In the last article, we discussed the sense of sight for largemouth bass – arguably their most important sense for both hunting and ambushing prey, and avoiding danger.
Bass can see on both sides of their body, thanks to the positioning of their eyes. Blind zones exist to the rear, and underneath their bellies. Bass also have binocular vision in front of them, in a forward and slightly upwards direction. Prey (or lures) that enter this “binocular aiming area” are most effectively targeted and attacked.
Prey or lures in the other detection zones may also be accurately attacked if the bass has time to turn and focus in the binocular zone. Objects in the “dead zones” may go undetected – or be ignored.
Bass learn early on to fear attacks from the rear. This is why they will often back into cover. To protect themselves.
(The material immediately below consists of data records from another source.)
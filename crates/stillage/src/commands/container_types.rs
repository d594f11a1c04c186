//! Container-type command handlers.

use serde::Serialize;
use tabled::Tabled;

use stillage_core::{ContainerType, ContainerTypeInput, Inventory, ListEntry, Unit};

use crate::cli::{ContainerTypesArgs, ContainerTypesCommand, GlobalOpts};
use crate::error::CliError;
use crate::output;

use super::util;

// ── Table row ───────────────────────────────────────────────────────

#[derive(Debug, Clone, Serialize, Tabled)]
struct TypeRow {
    #[tabled(rename = "ID")]
    id: i64,
    #[tabled(rename = "Name")]
    name: String,
    #[tabled(rename = "Capacity")]
    capacity: String,
    #[tabled(rename = "Allowed products")]
    allowed: String,
}

impl TypeRow {
    fn build(ty: &ContainerType, units: &[Unit]) -> Self {
        let capacity = match ty.volume {
            Some(volume) => {
                let unit = ty
                    .unit_id
                    .and_then(|uid| units.iter().find(|u| u.id == uid));
                match unit {
                    Some(u) => format!("{volume} {}", u.title),
                    None => volume.to_string(),
                }
            }
            None => "-".to_owned(),
        };

        let titles = ty.allowed_product_type_titles();
        let allowed = if titles.is_empty() {
            "any".to_owned()
        } else {
            titles.join(", ")
        };

        Self {
            id: ty.id,
            name: ty.name.clone(),
            capacity,
            allowed,
        }
    }
}

impl ListEntry for TypeRow {
    fn search_text(&self) -> Vec<String> {
        vec![self.name.clone(), self.allowed.clone()]
    }

    fn sort_key(&self) -> String {
        self.name.clone()
    }
}

fn detail(ty: &ContainerType) -> String {
    let titles = ty.allowed_product_type_titles();
    format!(
        "ID:              {}\nName:            {}\nVolume:          {}\nUnit:            {}\nAllowed types:   {}",
        ty.id,
        ty.name,
        ty.volume.map_or_else(|| "-".into(), |v| v.to_string()),
        ty.unit_id.map_or_else(|| "-".into(), |u| u.to_string()),
        if titles.is_empty() {
            "any".to_owned()
        } else {
            titles.join(", ")
        },
    )
}

// ── Handler ─────────────────────────────────────────────────────────

pub async fn handle(
    inv: &mut Inventory,
    args: ContainerTypesArgs,
    global: &GlobalOpts,
) -> Result<(), CliError> {
    match args.command {
        ContainerTypesCommand::List { list, unit } => {
            inv.refresh_units().await?;

            let types = if let Some(unit_id) = unit {
                let dtos = inv.client().list_container_types_by_unit(unit_id).await;
                dtos.map_err(stillage_core::CoreError::from)?
                    .into_iter()
                    .map(ContainerType::from)
                    .collect()
            } else {
                inv.refresh_container_types().await?;
                inv.container_types().items().to_vec()
            };

            let rows: Vec<TypeRow> = types
                .iter()
                .map(|t| TypeRow::build(t, inv.units().items()))
                .collect();
            let view = util::build_view(rows, &list);
            let page = view.visible();
            util::print_page(global, &page, |r| (*r).clone(), |r| r.id.to_string());
            Ok(())
        }

        ContainerTypesCommand::Get { id, name } => {
            let ty: ContainerType = if let Some(name) = name {
                inv.client()
                    .get_container_type_by_name(&name)
                    .await
                    .map_err(stillage_core::CoreError::from)?
                    .into()
            } else {
                let Some(id) = id else {
                    return Err(CliError::validation("Provide an id or --name."));
                };
                inv.client()
                    .get_container_type(id)
                    .await
                    .map_err(stillage_core::CoreError::from)?
                    .into()
            };

            let out = output::render_single(&global.output, &ty, detail, |t| t.id.to_string());
            output::print_output(&out, global.quiet);
            Ok(())
        }

        ContainerTypesCommand::Create {
            name,
            volume,
            unit,
            product_types,
        } => {
            let created = inv
                .create_container_type(ContainerTypeInput {
                    name,
                    volume,
                    unit_id: Some(unit),
                    product_type_ids: product_types,
                })
                .await?;
            if !global.quiet {
                eprintln!("Container type created: id {}", created.id);
            }
            Ok(())
        }

        ContainerTypesCommand::Update {
            id,
            name,
            volume,
            unit,
            product_types,
        } => {
            inv.update_container_type(
                id,
                ContainerTypeInput {
                    name,
                    volume,
                    unit_id: Some(unit),
                    product_type_ids: product_types,
                },
            )
            .await?;
            if !global.quiet {
                eprintln!("Container type {id} updated");
            }
            Ok(())
        }

        ContainerTypesCommand::Delete { id } => {
            if !util::confirm(
                &format!("Delete container type {id}? Containers of this type keep a dangling type id."),
                global.yes,
            )? {
                return Ok(());
            }
            inv.delete_container_type(id).await?;
            if !global.quiet {
                eprintln!("Container type {id} deleted");
            }
            Ok(())
        }
    }
}
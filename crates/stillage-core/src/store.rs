// ── Per-resource list store ──
//
// The transient cache behind each resource screen: the fetch state
// machine plus the local CRUD merge rules. Successful writes mutate the
// cached list in place (trusting the server's returned representation)
// instead of refetching; failed writes leave it untouched.

use crate::model::Keyed;

/// Fetch lifecycle for a resource list.
#[derive(Debug, Clone, PartialEq, Eq, Default)]
pub enum LoadPhase {
    /// Not fetched yet.
    #[default]
    Idle,
    Loading,
    Ready,
    Error(String),
}

/// In-memory list of one resource plus its load phase.
///
/// A generation counter guards against late responses: `reset` and
/// every `begin_load` bump it, and a resolve/fail carrying a stale
/// generation is dropped. The underlying request is never aborted --
/// only its result is discarded.
#[derive(Debug)]
pub struct ResourceList<T> {
    items: Vec<T>,
    phase: LoadPhase,
    generation: u64,
}

impl<T> Default for ResourceList<T> {
    fn default() -> Self {
        Self {
            items: Vec::new(),
            phase: LoadPhase::Idle,
            generation: 0,
        }
    }
}

impl<T: Keyed> ResourceList<T> {
    pub fn new() -> Self {
        Self::default()
    }

    pub fn phase(&self) -> &LoadPhase {
        &self.phase
    }

    pub fn items(&self) -> &[T] {
        &self.items
    }

    pub fn get(&self, id: i64) -> Option<&T> {
        self.items.iter().find(|item| item.key() == id)
    }

    pub fn len(&self) -> usize {
        self.items.len()
    }

    pub fn is_empty(&self) -> bool {
        self.items.is_empty()
    }

    // ── Fetch state machine ──────────────────────────────────────────

    /// Enter `Loading` and return the ticket the eventual result must
    /// present. The previous list stays visible until the new fetch
    /// resolves (no stale-while-revalidate beyond that).
    pub fn begin_load(&mut self) -> u64 {
        self.generation += 1;
        self.phase = LoadPhase::Loading;
        self.generation
    }

    /// Apply a successful fetch: replaces the entire list. Returns
    /// `false` (and changes nothing) if the ticket is stale.
    pub fn resolve(&mut self, ticket: u64, items: Vec<T>) -> bool {
        if ticket != self.generation {
            return false;
        }
        self.items = items;
        self.phase = LoadPhase::Ready;
        true
    }

    /// Apply a failed fetch. Returns `false` if the ticket is stale.
    /// The previous items are kept; only the phase changes.
    pub fn fail(&mut self, ticket: u64, message: impl Into<String>) -> bool {
        if ticket != self.generation {
            return false;
        }
        self.phase = LoadPhase::Error(message.into());
        true
    }

    /// Screen-unmount analogue: drop the cached list and invalidate any
    /// in-flight fetch.
    pub fn reset(&mut self) {
        self.generation += 1;
        self.items.clear();
        self.phase = LoadPhase::Idle;
    }

    // ── Local CRUD merges ────────────────────────────────────────────

    /// Append the server's returned representation after a create.
    pub fn apply_created(&mut self, item: T) {
        self.items.push(item);
    }

    /// Replace the matching element in place after an update. A miss
    /// (e.g. the list was never fetched) leaves the list untouched.
    pub fn apply_updated(&mut self, item: T) {
        if let Some(slot) = self.items.iter_mut().find(|i| i.key() == item.key()) {
            *slot = item;
        }
    }

    /// Remove by id after a delete.
    pub fn apply_removed(&mut self, id: i64) {
        self.items.retain(|item| item.key() != id);
    }
}

#[cfg(test)]
mod tests {
    use super::*;

    #[derive(Debug, Clone, PartialEq)]
    struct Item {
        id: i64,
        label: String,
    }

    impl Item {
        fn new(id: i64, label: &str) -> Self {
            Self {
                id,
                label: label.into(),
            }
        }
    }

    impl Keyed for Item {
        fn key(&self) -> i64 {
            self.id
        }
    }

    #[test]
    fn fetch_cycle_idle_loading_ready() {
        let mut list: ResourceList<Item> = ResourceList::new();
        assert_eq!(*list.phase(), LoadPhase::Idle);

        let ticket = list.begin_load();
        assert_eq!(*list.phase(), LoadPhase::Loading);

        assert!(list.resolve(ticket, vec![Item::new(1, "a")]));
        assert_eq!(*list.phase(), LoadPhase::Ready);
        assert_eq!(list.len(), 1);
    }

    #[test]
    fn failed_fetch_keeps_previous_items() {
        let mut list: ResourceList<Item> = ResourceList::new();
        let ticket = list.begin_load();
        list.resolve(ticket, vec![Item::new(1, "a")]);

        let ticket = list.begin_load();
        assert!(list.fail(ticket, "HTTP 500: Internal Server Error"));
        assert_eq!(
            *list.phase(),
            LoadPhase::Error("HTTP 500: Internal Server Error".into())
        );
        assert_eq!(list.len(), 1, "error transition does not clear the list");
    }

    #[test]
    fn stale_resolve_after_reset_is_dropped() {
        let mut list: ResourceList<Item> = ResourceList::new();
        let ticket = list.begin_load();

        // Unmount before the response lands.
        list.reset();
        assert!(!list.resolve(ticket, vec![Item::new(1, "late")]));
        assert!(list.is_empty());
        assert_eq!(*list.phase(), LoadPhase::Idle);
    }

    #[test]
    fn newer_load_wins_over_older_inflight_response() {
        let mut list: ResourceList<Item> = ResourceList::new();
        let first = list.begin_load();
        let second = list.begin_load();

        assert!(list.resolve(second, vec![Item::new(2, "new")]));
        assert!(!list.resolve(first, vec![Item::new(1, "old")]));
        assert_eq!(list.items(), &[Item::new(2, "new")]);
    }

    #[test]
    fn refetch_replaces_the_entire_list() {
        let mut list: ResourceList<Item> = ResourceList::new();
        let t = list.begin_load();
        list.resolve(t, vec![Item::new(1, "a"), Item::new(2, "b")]);

        let t = list.begin_load();
        list.resolve(t, vec![Item::new(3, "c")]);
        assert_eq!(list.items(), &[Item::new(3, "c")]);
    }

    #[test]
    fn created_appends_updated_replaces_removed_deletes() {
        let mut list: ResourceList<Item> = ResourceList::new();
        let t = list.begin_load();
        list.resolve(t, vec![Item::new(1, "a"), Item::new(2, "b")]);

        list.apply_created(Item::new(3, "c"));
        assert_eq!(list.len(), 3);

        list.apply_updated(Item::new(2, "b2"));
        assert_eq!(list.get(2).map(|i| i.label.as_str()), Some("b2"));
        assert_eq!(
            list.items().iter().map(|i| i.id).collect::<Vec<_>>(),
            vec![1, 2, 3],
            "update replaces in place, order unchanged"
        );

        list.apply_updated(Item::new(99, "ghost"));
        assert_eq!(list.len(), 3, "update miss leaves the list untouched");

        list.apply_removed(1);
        assert_eq!(
            list.items().iter().map(|i| i.id).collect::<Vec<_>>(),
            vec![2, 3]
        );
    }
}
We also know that active bass can both see and target lures before they hit the water. This means they can obviously see objects outside of their domain… and that includes us, it includes boats, it includes any and all movement.
In calm water, bass have an especially good view of surface objects. If the water becomes choppy (think windy days) it blurs and reduces what can be seen above the water. This is just one of the reasons anglers will say “the wind is my friend” – it’s an added layer of camouflage, and it makes lures like spinnerbaits even more productive.
The following illustration shows what a bass can see in an upwards direction when the water is perfectly calm:
They can see us.
Quite well actually.
Whether you are walking the shoreline or fishing from a boat, it is in your best interest to wear neutral colors, keep a low profile, and tread lightly. If you’re spotted the bass could get lockjaw or worse – slowly leave the area entirely.
Talk about torture… I’ve watched many quality fish slowly saunter off after they have spotted me or felt the vibrations from my footsteps.